Ce ne sont pas moins de quatre générations qui ont forgé la destinée de Lago. L'histoire commence à Venise, à la fin du XIXe siècle : l'ébéniste Policarpo Lago distille alors son savoir-faire dans les églises locales. Ses descendants se spécialisent ensuite dans le mobilier pour les chambres et halls d'entrée. Dans les années 1980, les suivants s'intéressent aux autres pièces domestiques, avant qu'en 2006 la dernière génération ne réfléchisse à d'autres axes de développement pour mieux s'ouvrir au marché mondial. Aujourd'hui, l'entreprise compte ainsi plus de 400 magasins à travers le globe et propose du mobilier pour toute la maison...

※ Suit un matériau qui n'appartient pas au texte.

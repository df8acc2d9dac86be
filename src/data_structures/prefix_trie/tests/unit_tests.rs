// Copyright (c) 2025 Wordtrie Authors
//
// Licensed under dual license:
// - MIT License (LICENSE-MIT or https://opensource.org/licenses/MIT)
// - Apache License, Version 2.0 (LICENSE-APACHE or https://www.apache.org/licenses/LICENSE-2.0)

//! Unit tests for the prefix trie.

use crate::data_structures::prefix_trie::PrefixTrie;

#[test]
fn test_trie_basic_operations() {
    let mut trie = PrefixTrie::new();

    // Test initial state
    assert!(trie.is_empty());
    assert_eq!(trie.len(), 0);

    // Test insertion
    assert!(trie.insert("HELLO"));
    assert_eq!(trie.len(), 1);
    assert!(!trie.is_empty());

    // Test membership against prefix checks
    assert!(trie.contains("HELLO"));
    assert!(!trie.contains("HELL"));
    assert!(trie.is_prefix("HELL"));
    assert!(!trie.is_prefix("HELLO WORLD"));

    // Keys are case sensitive, folding belongs to the caller
    assert!(!trie.is_prefix("hello"));
}

#[test]
fn test_empty_prefix_on_empty_trie() {
    let trie = PrefixTrie::new();
    assert!(trie.is_prefix(""));
    assert!(trie.all_words_with_prefix("").is_empty());
    assert!(trie.all_words_with_prefix("A").is_empty());
}

#[test]
fn test_word_and_its_extension() {
    let trie: PrefixTrie = ["CAT", "CATALOG"].into_iter().collect();

    assert_eq!(trie.all_words_with_prefix("CAT"), vec!["CAT", "CATALOG"]);
    assert_eq!(trie.all_words_with_prefix("CATA"), vec!["CATALOG"]);
    assert!(trie.all_words_with_prefix("DOG").is_empty());
}

#[test]
fn test_apple_scenario() {
    let mut trie = PrefixTrie::new();
    trie.insert("APPLE");
    trie.insert("APP");
    trie.insert("APPLY");

    assert_eq!(trie.all_words_with_prefix("APP"), vec!["APP", "APPLE", "APPLY"]);
    assert!(trie.is_prefix("APPL"));
    assert!(!trie.is_prefix("BANANA"));
}

#[test]
fn test_insert_is_idempotent() {
    let mut trie = PrefixTrie::new();
    assert!(trie.insert("WORD"));
    assert!(!trie.insert("WORD"));
    assert!(!trie.insert("WORD"));

    assert_eq!(trie.len(), 1);
    assert_eq!(trie.all_words_with_prefix(""), vec!["WORD"]);
}

#[test]
fn test_empty_word_marks_root() {
    let mut trie = PrefixTrie::new();
    assert!(!trie.contains(""));
    assert!(trie.insert(""));
    assert!(trie.contains(""));

    trie.insert("A");
    assert_eq!(trie.all_words_with_prefix(""), vec!["", "A"]);
}

#[test]
fn test_enumeration_is_lexicographic() {
    let trie: PrefixTrie = ["ZEBRA", "ANT", "MOLE", "ANTELOPE", "AARDVARK", "MOLD"]
        .into_iter()
        .collect();

    assert_eq!(
        trie.all_words_with_prefix(""),
        vec!["AARDVARK", "ANT", "ANTELOPE", "MOLD", "MOLE", "ZEBRA"]
    );
    assert_eq!(trie.all_words_with_prefix("MOL"), vec!["MOLD", "MOLE"]);
}

#[test]
fn test_non_ascii_characters() {
    let trie: PrefixTrie = ["ÉCOLE", "ÉCOUTER", "ÉTÉ"].into_iter().collect();

    assert!(trie.is_prefix("ÉC"));
    assert_eq!(trie.all_words_with_prefix("ÉCO"), vec!["ÉCOLE", "ÉCOUTER"]);
    assert_eq!(trie.all_words_with_prefix("É").len(), 3);
}

#[test]
fn test_lazy_iterator_matches_collected() {
    let trie: PrefixTrie = ["BAT", "BATH", "BATON", "BE"].into_iter().collect();

    let mut words = trie.words_with_prefix("BAT");
    assert_eq!(words.next().as_deref(), Some("BAT"));
    assert_eq!(words.next().as_deref(), Some("BATH"));
    assert_eq!(words.next().as_deref(), Some("BATON"));
    assert_eq!(words.next(), None);

    assert_eq!(trie.words_with_prefix("X").count(), 0);
}

#[test]
fn test_extend_adds_words() {
    let mut trie: PrefixTrie = ["ONE"].into_iter().collect();
    trie.extend(vec!["TWO".to_string(), "THREE".to_string(), "ONE".to_string()]);

    assert_eq!(trie.len(), 3);
    assert_eq!(trie.all_words_with_prefix("T"), vec!["THREE", "TWO"]);
}
//! wordtrie - Main entrypoint.
//!
//! Parses the command line, loads configuration, initializes logging and
//! the dictionary, then runs either the interactive menu or a one-shot
//! command.

use std::io;
use std::path::{Path, PathBuf};
use std::process;
use std::sync::Arc;

use anyhow::Context;
use clap::{Parser, Subcommand};
use tracing::info;
use tracing_error::ErrorLayer;
use tracing_subscriber::prelude::*;
use tracing_subscriber::EnvFilter;

use wordtrie_lib::config::{ConfigLoader, LogConfig, WordTrieConfig, ENV_PREFIX};
use wordtrie_lib::dictionary::Dictionary;
use wordtrie_lib::error::{
    report_error, set_error_reporter, ErrorContext, TracingErrorReporter, WordTrieError,
    WordTrieResult,
};
use wordtrie_lib::history::SearchHistory;
use wordtrie_lib::prefix_test::PrefixTestRunner;
use wordtrie_lib::session::{OutputFormat, Session};

/// Configuration file picked up from the working directory when present.
const DEFAULT_CONFIG_PATH: &str = "wordtrie.toml";

/// Command line arguments for wordtrie.
#[derive(Parser, Debug)]
#[clap(name = "wordtrie", version, author, about)]
struct Args {
    /// Path to configuration file
    #[clap(short, long, value_parser)]
    config: Option<PathBuf>,

    /// Path to the word list, overrides the configuration
    #[clap(short, long, value_parser)]
    dictionary: Option<PathBuf>,

    /// Command to execute
    #[clap(subcommand)]
    command: Option<Command>,
}

/// Available subcommands.
#[derive(Subcommand, Debug)]
enum Command {
    /// Run the interactive menu (default)
    Interactive,

    /// Look up a word and print its meaning and type
    Search {
        /// Word to look up
        word: String,

        /// Print the result as JSON
        #[clap(long)]
        json: bool,
    },

    /// Print the search history
    History,

    /// Print the translation of a word
    Translate {
        /// Word to translate
        word: String,
    },

    /// Run the batch prefix-count test
    TestPrefix {
        /// Fixture with one query per line
        #[clap(short, long, value_parser)]
        input: Option<PathBuf>,

        /// File the counts are appended to
        #[clap(short, long, value_parser)]
        output: Option<PathBuf>,
    },

    /// Validate the configuration file
    Validate,

    /// Generate a default configuration file
    GenConfig {
        /// Path to output configuration file
        #[clap(short, long, value_parser)]
        output: PathBuf,
    },
}

/// Initialize the logging system.
///
/// `RUST_LOG` takes precedence over the configured level. Logs go to stderr
/// so the menu on stdout stays readable.
fn init_logging(log: &LogConfig) -> WordTrieResult<()> {
    let filter = EnvFilter::try_from_default_env().unwrap_or_else(|_| EnvFilter::new(&log.level));
    let registry = tracing_subscriber::registry().with(filter);

    let result = if log.json {
        registry
            .with(
                tracing_subscriber::fmt::layer()
                    .json()
                    .with_file(log.source_location)
                    .with_line_number(log.source_location)
                    .with_writer(io::stderr),
            )
            .with(ErrorLayer::default())
            .try_init()
    } else {
        registry
            .with(
                tracing_subscriber::fmt::layer()
                    .with_file(log.source_location)
                    .with_line_number(log.source_location)
                    .with_writer(io::stderr),
            )
            .with(ErrorLayer::default())
            .try_init()
    };

    result.map_err(|e| {
        WordTrieError::Custom(format!("Failed to set global tracing subscriber: {e}"))
    })
}

/// Load configuration, falling back to `wordtrie.toml` in the working directory.
fn load_config(explicit: Option<&Path>) -> WordTrieResult<WordTrieConfig> {
    let default_path = PathBuf::from(DEFAULT_CONFIG_PATH);
    let path = match explicit {
        Some(path) => Some(path.to_path_buf()),
        None => default_path.exists().then_some(default_path),
    };

    let loader = ConfigLoader::new(path.as_deref(), ENV_PREFIX);
    match loader.load() {
        Ok(config) => {
            init_logging(&config.log)?;
            Ok(config)
        }
        Err(e) => {
            // Logging still has to come up to report the failure
            init_logging(&LogConfig::default())?;
            Err(e.into())
        }
    }
}

/// Write the default configuration as TOML.
fn gen_config(output: &Path) -> anyhow::Result<()> {
    if let Some(parent) = output.parent().filter(|p| !p.as_os_str().is_empty()) {
        std::fs::create_dir_all(parent)
            .with_context(|| format!("Failed to create directory {}", parent.display()))?;
    }

    let toml = toml::to_string_pretty(&WordTrieConfig::default())
        .context("Failed to serialize config")?;
    std::fs::write(output, toml)
        .with_context(|| format!("Failed to write {}", output.display()))?;
    Ok(())
}

fn run(args: Args) -> WordTrieResult<()> {
    let mut config = load_config(args.config.as_deref())?;
    if let Some(path) = args.dictionary {
        config.dictionary.path = path;
    }

    let command = args.command.unwrap_or(Command::Interactive);
    match command {
        Command::Validate => {
            info!("Configuration validated successfully");
            println!("Configuration is valid");
            return Ok(());
        }
        Command::GenConfig { output } => {
            gen_config(&output).map_err(|e| WordTrieError::Custom(format!("{e:#}")))?;
            info!("Default configuration written to {:?}", output);
            return Ok(());
        }
        _ => {}
    }

    let dictionary = Dictionary::load(&config.dictionary.path)?;
    let history = SearchHistory::new(&config.dictionary.history_path);
    let prefix_test = match &command {
        Command::TestPrefix { input, output } => PrefixTestRunner::new(
            input.clone().unwrap_or_else(|| config.prefix_test.input_path.clone()),
            output.clone().unwrap_or_else(|| config.prefix_test.output_path.clone()),
        ),
        _ => PrefixTestRunner::from_config(&config.prefix_test),
    };

    let stdin = io::stdin();
    let stdout = io::stdout();
    let mut session = Session::new(dictionary, history, prefix_test, stdin.lock(), stdout.lock());

    match command {
        Command::Interactive => session.run(),
        Command::Search { word, json } => {
            let format = if json {
                OutputFormat::Json
            } else {
                OutputFormat::Text
            };
            session.with_format(format).search(&word)
        }
        Command::History => session.print_history(),
        Command::Translate { word } => session.translate(&word),
        Command::TestPrefix { .. } => session.run_prefix_test(),
        Command::Validate | Command::GenConfig { .. } => Ok(()),
    }
}

/// Main entry point for the application.
fn main() {
    set_error_reporter(Arc::new(TracingErrorReporter));

    let args = <Args as clap::Parser>::parse();
    if let Err(e) = run(args) {
        report_error(ErrorContext::new(e, "wordtrie").with_span_trace());
        process::exit(1);
    }
}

Cette approche globale s'appuie sur une vision du design comme outil de transformation sociale, où la recherche du sens est tout aussi importante que celle de l'usage. Pilotée par Daniele Lago, la création est aussi alimentée par des workshops où sont conviés de jeunes créateurs. « Notre écosystème est unique car généré par des individualités qui se meuvent en symbiose et qui tentent, à travers le design perçu de manière holistique, de faire de la marque quelque chose de spécial », affirme le designer. L'espace domestique est perçu comme un système participatif au sein duquel les meubles ne sont plus figés et communiquent entre eux mais aussi avec leurs utilisateurs qui peuvent les personnaliser sans fin. Plus que des objets, Lago imagine des alphabets.

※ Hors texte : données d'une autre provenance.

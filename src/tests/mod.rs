//! Test modules for wordtrie.
//!
//! This module contains the cross-component tests:
//! - Configuration loading and validation
//! - Error types and reporting
//! - Dictionary loading and lookups
//! - Interactive session behavior
//!
//! Tests of a single data structure live next to it.

pub mod config_tests;

// Re-export commonly used testing tools to simplify imports in test modules
pub use test_utils::{sample_dictionary, word_strategy, TestFixture, SAMPLE_WORD_LIST};
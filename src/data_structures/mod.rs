//! Data structures for wordtrie.
//!
//! The prefix index behind every dictionary query lives here.

pub mod prefix_trie;

// Re-export common data structures
pub use prefix_trie::{PrefixTrie, SharedPrefixTrie, TrieNode, WordsWithPrefix};
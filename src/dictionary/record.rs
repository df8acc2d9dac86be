//! One entry of the word list.
//!
//! A line reads `word,translation,part_of_speech,meaning`. The meaning may be
//! wrapped in double quotes, in which case it runs up to the closing quote and
//! can contain commas.

use std::str::FromStr;

use serde::Serialize;

use crate::error::dictionary::DictionaryError;

/// A parsed dictionary entry.
#[derive(Debug, Clone, PartialEq, Eq, Serialize)]
pub struct DictionaryRecord {
    /// Headword as written in the word list
    pub word: String,

    /// Translation of the headword
    pub translation: String,

    /// Grammatical category, e.g. `noun`
    pub part_of_speech: String,

    /// Definition text
    pub meaning: String,

    /// The line this record was parsed from
    #[serde(skip)]
    raw: String,
}

impl DictionaryRecord {
    /// Parses a line read from line `line_number` (one-based) of a file.
    ///
    /// Missing trailing fields are left empty. A line whose word field is
    /// blank is rejected.
    pub fn parse_line(line_number: usize, line: &str) -> Result<Self, DictionaryError> {
        let mut fields = line.splitn(4, ',');
        let word = fields.next().unwrap_or_default().trim();
        if word.is_empty() {
            return Err(DictionaryError::MalformedRecord {
                line_number,
                reason: "word field is empty".to_string(),
            });
        }

        let translation = fields.next().unwrap_or_default().trim();
        let part_of_speech = fields.next().unwrap_or_default().trim();
        let rest = fields.next().unwrap_or_default();

        let meaning = match rest.split_once('"') {
            Some((_, quoted)) => quoted.split('"').next().unwrap_or_default(),
            None => rest.split(',').next().unwrap_or_default(),
        };

        Ok(Self {
            word: word.to_string(),
            translation: translation.to_string(),
            part_of_speech: part_of_speech.to_string(),
            meaning: meaning.trim().to_string(),
            raw: line.to_string(),
        })
    }

    /// Returns the line this record was parsed from.
    pub fn raw(&self) -> &str {
        &self.raw
    }

    /// Key under which the word is stored in the prefix index.
    pub fn index_key(&self) -> String {
        normalize(&self.word)
    }

    /// Case-insensitive comparison of the headword with `query`.
    pub fn matches(&self, query: &str) -> bool {
        self.word.to_lowercase() == query.trim().to_lowercase()
    }
}

impl FromStr for DictionaryRecord {
    type Err = DictionaryError;

    fn from_str(line: &str) -> Result<Self, Self::Err> {
        Self::parse_line(0, line)
    }
}

/// Case folding applied to every key inserted in or queried against the index.
pub fn normalize(word: &str) -> String {
    word.trim().to_uppercase()
}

Ainsi est né en 2003 le concept emblématique de rangement 36e8®, une unité carrée de 36,8 centimètres de côté. Ce système modulaire est développé ensuite dans la plupart des collections, avec des solutions pouvant être intégrées les unes aux autres et s'adapter aux différentes zones et styles de la maison selon les desiderata de l'habitant. Le projet Talking Furniture (2015) va encore plus loin dans cette interaction objet/utilisateur : chaque meuble est équipé d'une puce scannable pour recevoir des informations sur le produit, ou stocker des images, du son et des vidéos, afin de créer un récit émotionnel enregistré dans la mémoire de l'objet. « Toutes ces solutions innovantes sont nées d'une analyse des besoins de la société et des échanges continus entre notre bureau d'études et celui dédié à la recherche et au développement, analyse Daniele Lago . Nous revendiquons un design léger et surprenant, systémique et coordonné. »
Historiquement, Lago a une attache particulière avec l'univers de la chambre et y propose des solutions en droite ligne de ce manifeste. Parmi elles, le dressing N. O. W. et le surprenant lit Fluttua (2004) où « la sensation de suspension est rendue possible grâce à une structure en acier ancrée au mur, résume Daniele Lago . C'est notre expérience en matière de fixation murale et les études d'ingénierie internes qui ont abouti à ce produit fascinant. Nous mettons aussi en œuvre de plus en plus de solutions de tête de lit, enrichissons nos systèmes de rangement avec de l'éclairage et étudions d'autres évolutions plus technologiques orientées vers le bien-être nocturne » . Car pour Lago, la véritable révolution ne concerne pas tant le produit, mais plutôt ce qui se passe autour de lui. Après le premier Appartamento Lago en 2009 à Milan (un logement privé entièrement meublé par la marque), l'entreprise lance en 2015 le Lago Design Network : des magasins, bureaux, musées, cafés, restaurants ou encore hôtels, dont le concept est ainsi résumé par Daniele Lago : « si le design est un instrument de transformation sociale, pourquoi ne pas l'utiliser pour apporter du bien-être même en dehors des espaces domestiques ? Ainsi sont nés ces lieux dans lesquels il améliore l'expérience et devient porteur de culture et de relations, voire d'activité professionnelle » . Toute la force d'un design pas comme les autres.